The festival has a pretty good hit rate for attracting the top stars, and it has always done well at persuading Americans to brave the trip. This year's headliners are Child, a Brit whose US-set Jack Reacher novels have triumphed all over the world, Harlan Coben and Frederick Forsyth.
Regrettably I won't be able to see any of these, having failed to get a ticket for Child, and with plans to leave town before either of the others get on to the stage.
But it's been good to catch up with some less well-known names. I enjoyed a beer last night with Steve Mosby (and Lynn), whose third novel, The 50/50 Killer, I am a great admirer of. Al Guthrie, who had just won the Theakston's Old Peculier Crime Novel of the year award (for Two Way Split) was around and suitably happy. He broke off conversation to call his wife to find out, touchingly, if she had finished crying since their previous conversation.
It was good also to catch up with my former FT colleague Jim Kelly and to meet Christopher Fowler.

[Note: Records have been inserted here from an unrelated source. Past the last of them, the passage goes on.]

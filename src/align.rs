/// Rounds the given size up to the nearest machine-word multiple.
///
/// Every size the allocator touches goes through this macro: the pool
/// size at initialization and each allocation request. Because every
/// block's rounded payload plus the header size is itself a word
/// multiple, headers always land on word-aligned offsets.
///
/// # Examples
///
/// ```rust
/// use vsalloc::align;
///
/// match core::mem::size_of::<usize>() {
///     8 => assert_eq!(align!(13), 16), // 64 bit machine.
///     4 => assert_eq!(align!(11), 12), // 32 bit machine.
///     _ => {},
/// };
/// ```
#[macro_export]
macro_rules! align {
  ($value:expr) => {
    ($value + core::mem::size_of::<usize>() - 1) & !(core::mem::size_of::<usize>() - 1)
  };
}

All in all though the opening night party felt like a bit of a non-event - despite the presence of free beer - and I was looking forward to the sessions this morning.
Country Matters
Having made the move from London to the sticks about four years ago, and having starts for novels in both settings, I was intrigued by the prospects for a discussion about rural locations, which had a terrific panel of Jim Kelly, whose novels are set in the Fens, Anne Cleeves who has one series in post-industrial Northumberland and another in Shetland, Aline Templeton who writes novels set in decaying fishing communities in Scotland, while the prolific Simon Brett writes about rural west Sussex.

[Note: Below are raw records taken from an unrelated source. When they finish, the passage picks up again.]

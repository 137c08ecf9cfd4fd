//! # vsalloc - A Variable-Size Pool Suballocator
//!
//! This crate provides a **variable-size allocator** (VSA) that carves
//! variably-sized blocks out of one caller-supplied memory region,
//! without ever calling into a system allocator.
//!
//! ## Overview
//!
//! All bookkeeping lives inside the pool itself: every block is
//! prefixed by a fixed-size header, and the last header is a zero-size
//! sentinel marking the end of the pool.
//!
//! ```text
//!   Pool Layout:
//!
//!   ┌──────────────────────────────────────────────────────────────────────┐
//!   │                       CALLER-SUPPLIED POOL                           │
//!   │                                                                      │
//!   │   ┌────┬────────┬────┬──────────────┬────┬──────────────────┬────┐   │
//!   │   │ H  │ used   │ H  │    free      │ H  │      used        │ H  │   │
//!   │   └────┴────────┴────┴──────────────┴────┴──────────────────┴────┘   │
//!   │     ▲                                                          ▲     │
//!   │     │                                                          │     │
//!   │   first header                                            sentinel   │
//!   │   (the handle)                                            (size 0)   │
//!   │                                                                      │
//!   └──────────────────────────────────────────────────────────────────────┘
//!
//!   There are no next-pointers: the next header always lives at
//!   `offset + HEADER_SIZE + |size|`. The sign of the size field is
//!   the block state (positive = free, negative = used, 0 = sentinel).
//! ```
//!
//! ## Crate Structure
//!
//! ```text
//!   vsalloc
//!   ├── align      - Word-alignment macro (align!)
//!   ├── header     - In-pool header record and its offset accessors (internal)
//!   └── pool       - Vsa handle: init / alloc / free / largest_chunk_available
//! ```
//!
//! ## Quick Start
//!
//! ```rust
//! use vsalloc::Vsa;
//!
//! // Any word-aligned buffer works as a pool.
//! let mut pool = vec![0usize; 20]; // 160 bytes on a 64-bit machine
//! let pool_size = pool.len() * core::mem::size_of::<usize>();
//!
//! let mut vsa = unsafe { Vsa::init(pool.as_mut_ptr() as *mut u8, pool_size) };
//!
//! let block = vsa.alloc(32);
//! assert!(!block.is_null());
//!
//! unsafe {
//!     block.write_bytes(0xAB, 32);
//!     vsa.free(block);
//! }
//! ```
//!
//! ## How It Works
//!
//! Freeing a block only flips its header's sign back to positive, in
//! O(1). Merging adjacent free blocks is deferred: the next allocation
//! (or largest-chunk query) walks the header chain and, whenever a
//! free block is too small on its own, absorbs the free blocks
//! immediately following it before judging it again.
//!
//! ```text
//!   Lazy coalescing during a search for 48 bytes:
//!
//!   before   ┌────┬──────────┬────┬──────┬────┬──────┬────┐
//!            │ -32│  used    │ +16│ free │ +16│ free │  0 │
//!            └────┴──────────┴────┴──────┴────┴──────┴────┘
//!
//!   after    ┌────┬──────────┬────┬───────────────────┬────┐
//!            │ -32│  used    │ +48│       free        │  0 │
//!            └────┴──────────┴────┴───────────────────┴────┘
//!
//!   The absorbed block's header becomes payload of the survivor, so
//!   merging two 16-byte holes yields 16 + HEADER_SIZE + 16 bytes.
//! ```
//!
//! When a claimed block has more than a header's worth of spare
//! capacity, the remainder is split off as a new free block.
//! Otherwise the spare bytes ride along inside the allocation and come
//! back on free (accepted internal fragmentation).
//!
//! ## Features
//!
//! - **No system allocator**: the caller owns the backing memory
//! - **Inline bookkeeping**: headers interleave with payload, no side tables
//! - **O(1) free**: coalescing is paid only when capacity is needed
//! - **Ownership signature**: every header carries a marker that `free`
//!   verifies before trusting a caller-supplied pointer
//!
//! ## Limitations
//!
//! - **Single-threaded only**: no synchronization primitives
//! - **Fixed pool**: no growing or shrinking after initialization
//! - **Word alignment only**: all sizes round up to the machine word
//! - **Trusting contract**: violations (zero-size requests, foreign
//!   pointers, double frees) abort via assertion instead of returning
//!   errors; only exhaustion is reported, as a null result
//!
//! ## Safety
//!
//! The pool is raw memory, so initialization and free are `unsafe`:
//! the caller guarantees the backing region stays valid for the
//! allocator's lifetime and that freed pointers came from [`Vsa::alloc`].
//! All raw header reads and writes go through two bounds-checked
//! accessors in the `header` module; the searching, merging, and
//! splitting logic is ordinary safe code over offsets and sizes.

pub mod align;
mod header;
mod pool;

pub use header::HEADER_SIZE;
pub use pool::Vsa;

Engagingly chaired by Richard Burke (whose debut novel Frozen I thoroughly enjoyed), the discussion was fascinating.
What emerged from three of the writers is that while many of us enjoy a view of the countryside as a bucolic, well-heeled, peaceful haven from the chaos of the inner city, the truth is that many of these communities (away from the commuter belts of the major cities in particular) are desperately poor, and with the poverty come a great deal of social exclusion and subsequently crime. (Wealthy Arundel being the exception).

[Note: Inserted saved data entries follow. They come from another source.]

/// Shared print engine for `print!` and `printk!`.
///
/// Both macro families share the same runtime format parser and
/// number-to-string (itoa) routines.  The only difference is the
/// output *sink*: VGA display vs. kernel log ring buffer.
///
/// Supported format specifiers:
///   {}    — default (decimal for integers, as-is for strings/chars/bools)
///   {:x}  — hexadecimal lowercase       {:#x} — with "0x" prefix
///   {:X}  — hexadecimal uppercase       {:#X} — with "0X" prefix
///   {:b}  — binary                      {:#b} — with "0b" prefix
///   {:o}  — octal                       {:#o} — with "0o" prefix
///   {{    — literal '{'
///   }}    — literal '}'
///
use crate::io::{display, klog};

// ──────────────────────────────────────────────
//  Output sink
// ──────────────────────────────────────────────

#[derive(Copy, Clone, PartialEq)]
enum Sink {
    Display,
    Klog,
}

#[inline]
fn emit_char(c: u8, sink: Sink) {
    match sink {
        Sink::Display => display::put_char(c),
        Sink::Klog => klog::log_byte(c),
    }
}

#[inline]
fn emit_str(s: &str, sink: Sink) {
    match sink {
        Sink::Display => display::put_str(s),
        Sink::Klog => klog::log_str(s),
    }
}

#[inline]
fn emit_bytes(bytes: &[u8], sink: Sink) {
    match sink {
        Sink::Display => display::put_bytes(bytes),
        Sink::Klog => klog::log_bytes(bytes),
    }
}

// ──────────────────────────────────────────────
//  PrintArg — type-erased argument (like va_arg)
// ──────────────────────────────────────────────

#[derive(Copy, Clone)]
pub enum PrintArg<'a> {
    Str(&'a str),
    Bytes(&'a [u8]),
    Char(u8),
    I32(i32),
    U32(u32),
    Usize(usize),
    Bool(bool),
}

impl<'a> From<&'a str> for PrintArg<'a> {
    fn from(v: &'a str) -> Self { PrintArg::Str(v) }
}
impl<'a> From<&'a [u8]> for PrintArg<'a> {
    fn from(v: &'a [u8]) -> Self { PrintArg::Bytes(v) }
}
impl<'a> From<u8> for PrintArg<'a> {
    fn from(v: u8) -> Self { PrintArg::U32(v as u32) }
}
impl<'a> From<u16> for PrintArg<'a> {
    fn from(v: u16) -> Self { PrintArg::U32(v as u32) }
}
impl<'a> From<u32> for PrintArg<'a> {
    fn from(v: u32) -> Self { PrintArg::U32(v) }
}
impl<'a> From<i8> for PrintArg<'a> {
    fn from(v: i8) -> Self { PrintArg::I32(v as i32) }
}
impl<'a> From<i16> for PrintArg<'a> {
    fn from(v: i16) -> Self { PrintArg::I32(v as i32) }
}
impl<'a> From<i32> for PrintArg<'a> {
    fn from(v: i32) -> Self { PrintArg::I32(v) }
}
impl<'a> From<usize> for PrintArg<'a> {
    fn from(v: usize) -> Self { PrintArg::Usize(v) }
}
impl<'a> From<bool> for PrintArg<'a> {
    fn from(v: bool) -> Self { PrintArg::Bool(v) }
}
impl<'a> From<char> for PrintArg<'a> {
    fn from(v: char) -> Self { PrintArg::Char(v as u8) }
}

// ──────────────────────────────────────────────
//  itoa — number → string on a stack buffer
// ──────────────────────────────────────────────

const ITOA_BUF_SIZE: usize = 34; // 32-bit binary + sign

#[derive(Copy, Clone)]
enum Spec {
    Default, Hex, HexUpper, Binary, Octal,
    HexAlt, HexUpperAlt, BinaryAlt, OctalAlt,
}

fn u32_to_base(mut val: u32, base: u32, uppercase: bool, buf: &mut [u8; ITOA_BUF_SIZE]) -> usize {
    let ptr = buf.as_mut_ptr();
    if val == 0 {
        unsafe { *ptr.add(ITOA_BUF_SIZE - 1) = b'0'; }
        return ITOA_BUF_SIZE - 1;
    }
    let mut i = ITOA_BUF_SIZE;
    while val > 0 {
        i -= 1;
        let digit = (val % base) as u8;
        let c = if digit < 10 {
            b'0' + digit
        } else if uppercase {
            b'A' + (digit - 10)
        } else {
            b'a' + (digit - 10)
        };
        unsafe { *ptr.add(i) = c; }
        val /= base;
    }
    i
}

fn write_buf(buf: &[u8; ITOA_BUF_SIZE], start: usize, sink: Sink) {
    let ptr = buf.as_ptr();
    let mut i = start;
    while i < ITOA_BUF_SIZE {
        unsafe { emit_char(*ptr.add(i), sink); }
        i += 1;
    }
}

fn write_u32(val: u32, spec: Spec, sink: Sink) {
    let mut buf = [0u8; ITOA_BUF_SIZE];
    match spec {
        Spec::Default => {
            let s = u32_to_base(val, 10, false, &mut buf);
            write_buf(&buf, s, sink);
        }
        Spec::Hex => {
            let s = u32_to_base(val, 16, false, &mut buf);
            write_buf(&buf, s, sink);
        }
        Spec::HexUpper => {
            let s = u32_to_base(val, 16, true, &mut buf);
            write_buf(&buf, s, sink);
        }
        Spec::Binary => {
            let s = u32_to_base(val, 2, false, &mut buf);
            write_buf(&buf, s, sink);
        }
        Spec::Octal => {
            let s = u32_to_base(val, 8, false, &mut buf);
            write_buf(&buf, s, sink);
        }
        Spec::HexAlt => {
            emit_str("0x", sink);
            let s = u32_to_base(val, 16, false, &mut buf);
            write_buf(&buf, s, sink);
        }
        Spec::HexUpperAlt => {
            emit_str("0X", sink);
            let s = u32_to_base(val, 16, true, &mut buf);
            write_buf(&buf, s, sink);
        }
        Spec::BinaryAlt => {
            emit_str("0b", sink);
            let s = u32_to_base(val, 2, false, &mut buf);
            write_buf(&buf, s, sink);
        }
        Spec::OctalAlt => {
            emit_str("0o", sink);
            let s = u32_to_base(val, 8, false, &mut buf);
            write_buf(&buf, s, sink);
        }
    }
}

fn write_i32(val: i32, spec: Spec, sink: Sink) {
    if val < 0 {
        emit_char(b'-', sink);
        write_u32((!(val as u32)).wrapping_add(1), spec, sink);
    } else {
        write_u32(val as u32, spec, sink);
    }
}

// ──────────────────────────────────────────────
//  Format string parser
// ──────────────────────────────────────────────

fn write_arg(arg: &PrintArg, spec: Spec, sink: Sink) {
    match arg {
        PrintArg::Str(s)    => emit_str(s, sink),
        PrintArg::Bytes(b)  => emit_bytes(b, sink),
        PrintArg::Char(c)   => emit_char(*c, sink),
        PrintArg::I32(v)    => write_i32(*v, spec, sink),
        PrintArg::U32(v)    => write_u32(*v, spec, sink),
        PrintArg::Usize(v)  => write_u32(*v as u32, spec, sink),
        PrintArg::Bool(v)   => emit_str(if *v { "true" } else { "false" }, sink),
    }
}

fn parse_spec(bytes: *const u8, start: usize, end: usize) -> Spec {
    let len = end - start;
    if len == 0 { return Spec::Default; }
    unsafe {
        if *bytes.add(start) != b':' { return Spec::Default; }
        if len == 2 {
            return match *bytes.add(start + 1) {
                b'x' => Spec::Hex,    b'X' => Spec::HexUpper,
                b'b' => Spec::Binary, b'o' => Spec::Octal,
                _ => Spec::Default,
            };
        }
        if len == 3 && *bytes.add(start + 1) == b'#' {
            return match *bytes.add(start + 2) {
                b'x' => Spec::HexAlt,    b'X' => Spec::HexUpperAlt,
                b'b' => Spec::BinaryAlt, b'o' => Spec::OctalAlt,
                _ => Spec::Default,
            };
        }
    }
    Spec::Default
}

/// Core print engine — parses format string at runtime like C's printf.
fn format(fmt: &str, args: &[PrintArg], sink: Sink) {
    let bytes = fmt.as_ptr();
    let len = fmt.len();
    let args_ptr = args.as_ptr();
    let args_len = args.len();
    let mut i: usize = 0;
    let mut arg_idx: usize = 0;

    while i < len {
        let ch = unsafe { *bytes.add(i) };

        if ch == b'{' {
            if i + 1 < len && unsafe { *bytes.add(i + 1) } == b'{' {
                emit_char(b'{', sink); i += 2; continue;
            }
            let spec_start = i + 1;
            let mut j = spec_start;
            while j < len && unsafe { *bytes.add(j) } != b'}' { j += 1; }
            let spec = parse_spec(bytes, spec_start, j);
            if arg_idx < args_len {
                write_arg(unsafe { &*args_ptr.add(arg_idx) }, spec, sink);
                arg_idx += 1;
            }
            i = j + 1; continue;
        }
        if ch == b'}' && i + 1 < len && unsafe { *bytes.add(i + 1) } == b'}' {
            emit_char(b'}', sink); i += 2; continue;
        }
        emit_char(ch, sink);
        i += 1;
    }
}

// ──────────────────────────────────────────────
//  Public entry points
// ──────────────────────────────────────────────

/// Writes formatted output to the VGA display.
pub fn write_display(fmt: &str, args: &[PrintArg]) {
    format(fmt, args, Sink::Display);
}

/// Writes formatted output to the kernel log ring buffer.
pub fn write_klog(fmt: &str, args: &[PrintArg]) {
    format(fmt, args, Sink::Klog);
}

The size of villages and small towns brings with them, for better or worse, a sense of community in which everybody knows everybody (and their business), offering the writers a self-contained stage with all the characters and features required to construct their plots.
I particularly enjoyed Ann Cleeves' contributions and will be looking to get stuck into her books sharpish.
Snobbery and violence
There's probably no more appropriate place than relentlessly middle-class Harrogate to have a debate about class. And so with a glint in the eye, the festival organisers made Mark Billingham umpire in a ding-dong between Old Etonian David Roberts, author of the Lord Peter WImsey 1930s sleuth stories, self confessed middle class author Laura Wilson and a north east working class tag team comprised of Sheila Quigley (Sunderland grandmother turned author) and Martin Waites.
In the end this turned into a bit of knockabout post-lunch fun, with Roberts talking up the age of the English gentleman and harking back to a golden age of crime fiction, while the others mostly took the piss out of him. Quigley was a strange choice for the panel, with little to offer but a lot of cackling, while Laura Wilson and Waites gamely sparred with Roberts, whose views of modern crime-writing appeared to be that rather a lot of it was over-violent and somewhat uncouth.
Billingham was a funny and charming host, and it's a pity he wasn't given something more weighty to do.
Coming soon
I also attended the New Blood session introducing four relatively new authors, and I'll write more about them next week when I have a little more time to do them justice.
This evening I am attending a showing of Foul Play, a whodunnit featuring Laura Lippman, Billingham, Stuart MacBride and Stella Duffy. More on that, perhaps tomorrow.
Following that I plan to head to the local Waterstone's to see if the cold and the rain can deter the Potter fans from getting in to get their book at the first opportunity. (And to get mine). More Potter to come.